Read Judgement and Wrath Online
Authors: Matt Hilton
Tags: #Suspense, #Fiction, #Action & Adventure, #Hewer Text UK Ltd http://www.hewertext.com
‘Holy shit!’ Bradley said, with the realisation that I was going to use him as a shield. ‘What if they shoot me?’
‘They won’t do that,’ I told him, confidently. ‘And anyway, you’re wearing a Kevlar vest.’
‘They could hit my head!’
‘Nah, they’ll fire for centre mass. Only sure way of hitting the target.’
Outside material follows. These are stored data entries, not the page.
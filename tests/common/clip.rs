use rand::{Rng, SeedableRng};
use rand_xoshiro::Xoshiro128StarStar;

/// Geometry of a synthetic luma plane.
#[derive(Debug, Clone, Copy)]
pub struct TestClip {
    pub width: usize,
    pub height: usize,
    pub pitch: usize,
}

impl TestClip {
    pub const CIF: Self = Self {
        width: 352,
        height: 288,
        pitch: 352,
    };

    #[must_use]
    pub fn with_pitch(self, pitch: usize) -> Self {
        Self { pitch, ..self }
    }

    /// Renders `content` into a buffer of exactly `pitch * height` samples.
    ///
    /// Padding bytes past `width` are filled with 0xEE so that reads outside
    /// the visible area show up in the statistics.
    #[must_use]
    pub fn render(&self, content: &ClipContent) -> Vec<u8> {
        let mut buf = vec![0xEE; self.pitch * self.height];
        let mut rng = match content {
            ClipContent::Noise { seed } => Some(Xoshiro128StarStar::from_seed(*seed)),
            _ => None,
        };
        for y in 0..self.height {
            let row = &mut buf[y * self.pitch..][..self.width];
            for (x, pix) in row.iter_mut().enumerate() {
                *pix = match content {
                    ClipContent::Flat(value) => *value,
                    ClipContent::Noise { .. } => rng.as_mut().map_or(0, |rng| rng.random()),
                    ClipContent::Fields { top, bottom } => {
                        if y % 2 == 0 {
                            *top
                        } else {
                            *bottom
                        }
                    }
                    ClipContent::Ramp => ((x + y) % 256) as u8,
                };
            }
        }
        buf
    }
}

#[derive(Debug, Clone)]
pub enum ClipContent {
    Flat(u8),
    /// Uniform full-range noise, reproducible per seed.
    Noise { seed: [u8; 16] },
    /// Even rows at `top`, odd rows at `bottom`.
    Fields { top: u8, bottom: u8 },
    Ramp,
}
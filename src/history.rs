use std::num::NonZeroUsize;

use crate::{error::Result, image::try_buffer, stats::FrameStats};

/// Fixed-length ring of per-frame records, addressed by frame number.
///
/// Slots are located by distance from the next expected frame, so the ring
/// keeps working when the `u32` frame counter wraps. The frame due next maps
/// to the slot of the oldest record it will replace.
#[derive(Debug, Clone)]
pub struct StatsRing {
    slots: Vec<Option<FrameStats>>,
    origin: u32,
    next: u32,
    cursor: usize,
    written: usize,
}

impl StatsRing {
    pub fn new(len: NonZeroUsize, origin: u32) -> Result<Self> {
        Ok(Self {
            slots: try_buffer(len.get())?,
            origin,
            next: origin,
            cursor: 0,
            written: 0,
        })
    }

    /// Reallocates to `len` slots and forgets every record.
    pub fn rebuild(&mut self, len: NonZeroUsize, origin: u32) -> Result<()> {
        *self = Self::new(len, origin)?;
        Ok(())
    }

    #[must_use]
    pub fn len(&self) -> usize {
        self.slots.len()
    }

    #[must_use]
    pub fn origin(&self) -> u32 {
        self.origin
    }

    /// Every slot holds a record, so the next insert overwrites one.
    #[must_use]
    pub fn is_primed(&self) -> bool {
        self.written >= self.slots.len()
    }

    /// Ring slot for `frame_number`: the frame due next or one of the last
    /// `len` inserted. `None` for frames before the origin or not yet due.
    #[must_use]
    pub fn slot(&self, frame_number: u32) -> Option<usize> {
        let len = self.slots.len();
        let back = self.next.wrapping_sub(frame_number) as usize;
        if back > len.min(self.written) {
            return None;
        }
        Some((self.cursor + len - back) % len)
    }

    #[must_use]
    pub fn get(&self, frame_number: u32) -> Option<&FrameStats> {
        let slot = self.slot(frame_number)?;
        self.slots[slot]
            .as_ref()
            .filter(|stats| stats.frame_number == frame_number)
    }

    pub fn get_mut(&mut self, frame_number: u32) -> Option<&mut FrameStats> {
        let slot = self.slot(frame_number)?;
        self.slots[slot]
            .as_mut()
            .filter(|stats| stats.frame_number == frame_number)
    }

    /// Stores `stats` in its slot. Storing the frame due next evicts the
    /// oldest record and advances the ring.
    pub fn insert(&mut self, stats: FrameStats) {
        let frame_number = stats.frame_number;
        let Some(slot) = self.slot(frame_number) else {
            return;
        };
        self.slots[slot] = Some(stats);
        if frame_number == self.next {
            self.next = self.next.wrapping_add(1);
            self.cursor = (self.cursor + 1) % self.slots.len();
            self.written += 1;
        }
    }
}
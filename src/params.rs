use bitflags::bitflags;
use std::num::NonZeroUsize;

use crate::error::{AscError, Result};

/// Width of the low-resolution analysis plane.
pub const SUB_WIDTH: usize = 128;
/// Height of the low-resolution analysis plane.
pub const SUB_HEIGHT: usize = 64;
/// Samples in one analysis plane.
pub const SUB_SAMPLES: usize = SUB_WIDTH * SUB_HEIGHT;
pub const SUB_WIDTH_NZ: NonZeroUsize = non_zero(SUB_WIDTH);
pub const SUB_HEIGHT_NZ: NonZeroUsize = non_zero(SUB_HEIGHT);

/// Edge length of the blocks Rs/Cs are measured on.
pub const RSCS_BLOCK: usize = 4;
pub const RSCS_BLOCKS_X: usize = SUB_WIDTH / RSCS_BLOCK;
pub const RSCS_BLOCKS_Y: usize = SUB_HEIGHT / RSCS_BLOCK;
pub const RSCS_BLOCK_COUNT: usize = RSCS_BLOCKS_X * RSCS_BLOCKS_Y;

/// Edge length of the motion search blocks.
pub const ME_BLOCK: usize = 8;
pub const ME_BLOCKS_X: usize = SUB_WIDTH / ME_BLOCK;
pub const ME_BLOCKS_Y: usize = SUB_HEIGHT / ME_BLOCK;
pub const ME_BLOCK_COUNT: usize = ME_BLOCKS_X * ME_BLOCKS_Y;

pub const RSCS_BLOCKS_X_NZ: NonZeroUsize = non_zero(RSCS_BLOCKS_X);
pub const RSCS_BLOCKS_Y_NZ: NonZeroUsize = non_zero(RSCS_BLOCKS_Y);

const fn non_zero(value: usize) -> NonZeroUsize {
    match NonZeroUsize::new(value) {
        Some(value) => value,
        None => panic!("analysis dimensions are non-zero"),
    }
}

pub const DEFAULT_GOP_SIZE: usize = 30;
pub const MAX_GOP_SIZE: usize = 256;

pub const DEFAULT_LTR_GOOD_LIMIT: u16 = 30;
pub const DEFAULT_LTR_BAD_LIMIT: u16 = 5;

/// Picture structure of the incoming frames, using the host's integer codes.
#[derive(Debug, Clone, Copy, PartialEq, Eq, Default)]
pub enum PictureStructure {
    #[default]
    Progressive = 0,
    TopFieldFirst = 1,
    BottomFieldFirst = 2,
}

impl TryFrom<u32> for PictureStructure {
    type Error = AscError;

    fn try_from(val: u32) -> Result<Self> {
        Ok(match val {
            0 => Self::Progressive,
            1 => Self::TopFieldFirst,
            2 => Self::BottomFieldFirst,
            _ => {
                return Err(AscError::UnsupportedConfiguration(format!(
                    "invalid picture structure, must be 0-2, got {val}"
                )));
            }
        })
    }
}

impl PictureStructure {
    #[must_use]
    pub fn is_interlaced(self) -> bool {
        self != Self::Progressive
    }

    /// The field analyzed first for this structure.
    #[must_use]
    pub fn first_field(self) -> FieldParity {
        match self {
            Self::BottomFieldFirst => FieldParity::Bottom,
            _ => FieldParity::Top,
        }
    }
}

/// Which field of an interlaced frame is analyzed.
#[derive(Debug, Clone, Copy, PartialEq, Eq, Default)]
pub enum FieldParity {
    #[default]
    Top = 0,
    Bottom = 1,
}

impl TryFrom<u32> for FieldParity {
    type Error = AscError;

    fn try_from(val: u32) -> Result<Self> {
        Ok(match val {
            0 => Self::Top,
            1 => Self::Bottom,
            _ => {
                return Err(AscError::UnsupportedConfiguration(format!(
                    "invalid field parity, must be 0 or 1, got {val}"
                )));
            }
        })
    }
}

impl FieldParity {
    /// Index of the first source row belonging to this field.
    #[must_use]
    pub fn row_offset(self) -> usize {
        self as usize
    }
}

/// Shot-detection sensitivity. Higher levels lower the decision threshold.
#[derive(Debug, Clone, Copy, PartialEq, Eq, PartialOrd, Ord)]
pub struct ControlLevel(u8);

impl ControlLevel {
    pub const MAX: u8 = 10;

    /// Builds a level, saturating at [`ControlLevel::MAX`].
    #[must_use]
    pub fn saturating(level: u8) -> Self {
        Self(level.min(Self::MAX))
    }

    #[must_use]
    pub fn get(self) -> u8 {
        self.0
    }

    /// Score a frame must reach to be classified as a shot boundary.
    #[must_use]
    pub fn shot_threshold(self) -> u32 {
        60 - 4 * u32::from(self.0)
    }
}

impl Default for ControlLevel {
    fn default() -> Self {
        Self(5)
    }
}

impl TryFrom<u8> for ControlLevel {
    type Error = AscError;

    fn try_from(val: u8) -> Result<Self> {
        if val > Self::MAX {
            return Err(AscError::UnsupportedConfiguration(format!(
                "invalid control level, must be 0-{}, got {val}",
                Self::MAX
            )));
        }
        Ok(Self(val))
    }
}

/// Outcome of the long-term-reference state machine.
#[derive(Debug, Clone, Copy, PartialEq, Eq, Default)]
pub enum LtrDecision {
    #[default]
    Stop,
    Continue,
}

/// Where a frame's shot-boundary classification stands in the GoP correction.
#[derive(Debug, Clone, Copy, PartialEq, Eq, Default)]
pub enum ShotState {
    #[default]
    None,
    /// Classified as a boundary, still inside the lookback window.
    Pending,
    /// Survived the lookback window. Never changes afterwards.
    Confirmed,
    /// Retracted by the lookback (single-frame flash).
    Discarded,
}

bitflags! {
    /// Per-frame advisory bits handed to the encoder.
    #[derive(Debug, Clone, Copy, PartialEq, Eq, Default)]
    pub struct FrameAdvice: u8 {
        const REPEATED = 0x01;
        const DENOISE = 0x02;
        const FILTER = 0x04;
        const LTR_FRIENDLY = 0x08;
        const LAST_IN_SHOT = 0x10;
    }
}

/// Motion search radius in analysis-plane pixels.
#[derive(Debug, Clone, Copy, PartialEq, Eq)]
pub struct SearchRange {
    pub x: usize,
    pub y: usize,
}

/// Tunables of an analysis session.
#[derive(Debug, Clone, PartialEq, Eq)]
pub struct AscConfig {
    pub control_level: ControlLevel,
    pub gop_size: NonZeroUsize,
    /// Consecutive LTR-friendly frames needed to keep recommending LTR.
    pub ltr_good_limit: u16,
    /// Consecutive unfriendly frames that stop the LTR recommendation.
    pub ltr_bad_limit: u16,
    /// Keep at most this many LTR observations. `None` keeps all of them.
    pub ltr_retention: Option<NonZeroUsize>,
    pub search_range: SearchRange,
    /// Range used to search again for blocks whose first match was poor.
    pub wide_search_range: SearchRange,
}

impl Default for AscConfig {
    fn default() -> Self {
        Self {
            control_level: ControlLevel::default(),
            gop_size: NonZeroUsize::new(DEFAULT_GOP_SIZE).unwrap_or(NonZeroUsize::MIN),
            ltr_good_limit: DEFAULT_LTR_GOOD_LIMIT,
            ltr_bad_limit: DEFAULT_LTR_BAD_LIMIT,
            ltr_retention: None,
            search_range: SearchRange { x: 16, y: 8 },
            wide_search_range: SearchRange { x: 32, y: 16 },
        }
    }
}

impl AscConfig {
    pub fn validate(&self) -> Result<()> {
        validate_gop_size(self.gop_size.get())?;
        if self.ltr_good_limit == 0 || self.ltr_bad_limit == 0 {
            return Err(AscError::UnsupportedConfiguration(
                "LTR good and bad limits must be positive".into(),
            ));
        }
        if self.search_range.x >= SUB_WIDTH || self.search_range.y >= SUB_HEIGHT {
            return Err(AscError::UnsupportedConfiguration(format!(
                "search range must stay below the analysis resolution {SUB_WIDTH}x{SUB_HEIGHT}"
            )));
        }
        if self.wide_search_range.x < self.search_range.x
            || self.wide_search_range.y < self.search_range.y
        {
            return Err(AscError::UnsupportedConfiguration(
                "wide search range must cover the regular search range".into(),
            ));
        }
        Ok(())
    }
}

/// Rejects GoP sizes the history ring cannot be built for.
pub fn validate_gop_size(gop_size: usize) -> Result<NonZeroUsize> {
    match NonZeroUsize::new(gop_size) {
        Some(size) if size.get() <= MAX_GOP_SIZE => Ok(size),
        _ => Err(AscError::UnsupportedConfiguration(format!(
            "GoP size must be 1-{MAX_GOP_SIZE}, got {gop_size}"
        ))),
    }
}

#[cfg(test)]
#[allow(clippy::unwrap_used, reason = "allow in test files")]
mod tests {
    use super::*;

    #[test]
    fn picture_structure_codes() {
        assert_eq!(
            PictureStructure::try_from(0).unwrap(),
            PictureStructure::Progressive
        );
        assert_eq!(
            PictureStructure::try_from(2).unwrap().first_field(),
            FieldParity::Bottom
        );
        assert!(PictureStructure::try_from(1).unwrap().is_interlaced());
        assert!(PictureStructure::try_from(3).is_err());
    }

    #[test]
    fn control_level_thresholds_fall_with_sensitivity() {
        assert_eq!(ControlLevel::try_from(0).unwrap().shot_threshold(), 60);
        assert_eq!(ControlLevel::default().shot_threshold(), 40);
        assert_eq!(ControlLevel::saturating(200).shot_threshold(), 20);
        assert!(ControlLevel::try_from(11).is_err());
    }

    #[test]
    fn gop_size_bounds() {
        assert!(validate_gop_size(0).is_err());
        assert!(validate_gop_size(MAX_GOP_SIZE + 1).is_err());
        assert_eq!(validate_gop_size(15).unwrap().get(), 15);
    }

    #[test]
    fn default_config_is_valid() {
        AscConfig::default().validate().unwrap();
    }

    #[test]
    fn config_rejects_narrow_wide_range() {
        let config = AscConfig {
            wide_search_range: SearchRange { x: 4, y: 4 },
            ..AscConfig::default()
        };
        assert!(config.validate().is_err());
    }
}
‘What about the killer? He won’t think twice about shooting me in the head.’
‘Then you’ll just have to count on me getting him first.’
‘Goddamn …’
‘Yeah,’ I agreed. ‘Not good odds, Bradley, but it’s all we’ve got at the minute.’
Then I told him what I wanted him to do.
We sat like that until the gunship did a loop and returned to its starting position. The chopper hovered over us and once again I was in the sights of the sniper scopes. My head was the only visible target, but my emphatic gesturing with the upside-down gun meant that I wasn’t going to experience my last moments with the smell of Bradley’s fear in my nostrils.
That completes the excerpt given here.